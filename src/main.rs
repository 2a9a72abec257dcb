//! Workforce Risk prediction server

use anyhow::Context;
use tracing_subscriber::{layer::SubscriberExt, util::SubscriberInitExt};

use workforce_risk::{config::Config, create_router, AppState};

#[tokio::main]
async fn main() -> anyhow::Result<()> {
    // Load configuration
    dotenvy::dotenv().ok();
    let config = Config::from_env();

    // Initialize logging
    let filter = tracing_subscriber::EnvFilter::try_from_default_env()
        .unwrap_or_else(|_| "workforce_risk=debug,tower_http=debug".into());
    let registry = tracing_subscriber::registry().with(filter);
    if config.json_logs {
        registry.with(tracing_subscriber::fmt::layer().json()).init();
    } else {
        registry.with(tracing_subscriber::fmt::layer()).init();
    }

    tracing::info!("Workforce Risk server starting ({})...", config.environment);
    tracing::info!("Model artifact: {}", config.model_path.display());
    tracing::info!("Strict schema: {}", config.strict_schema);

    // Build application state
    let state = AppState::from_config(config.clone())
        .context("Invalid training command")?;
    let reload = state.reload.clone();

    // Build router
    let app = create_router(state);

    // Start server
    let addr = config.socket_addr();
    tracing::info!("🚀 Server listening on http://{}", addr);

    let listener = tokio::net::TcpListener::bind(addr)
        .await
        .with_context(|| format!("Failed to bind {}", addr))?;
    axum::serve(listener, app)
        .with_graceful_shutdown(shutdown_signal())
        .await
        .context("Server error")?;

    // Retrain jobs must not keep the process alive
    reload.shutdown().await;
    tracing::info!("Server stopped");
    Ok(())
}

async fn shutdown_signal() {
    let ctrl_c = async {
        if let Err(e) = tokio::signal::ctrl_c().await {
            tracing::error!("Failed to listen for Ctrl-C: {}", e);
            std::future::pending::<()>().await;
        }
    };

    #[cfg(unix)]
    let terminate = async {
        match tokio::signal::unix::signal(tokio::signal::unix::SignalKind::terminate()) {
            Ok(mut sig) => {
                sig.recv().await;
            }
            Err(e) => {
                tracing::error!("Failed to listen for SIGTERM: {}", e);
                std::future::pending::<()>().await;
            }
        }
    };

    #[cfg(not(unix))]
    let terminate = std::future::pending::<()>();

    tokio::select! {
        _ = ctrl_c => {},
        _ = terminate => {},
    }

    tracing::info!("Shutdown signal received");
}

____________

> _WHAT YOU NEED TO DO_
Search the entries above for the word "main", and copy every line where it occurs.

> _SOLUTION TO THE EXERCISE_
filename src/main.rs
#[tokio::main]
async fn main() -> anyhow::Result<()> {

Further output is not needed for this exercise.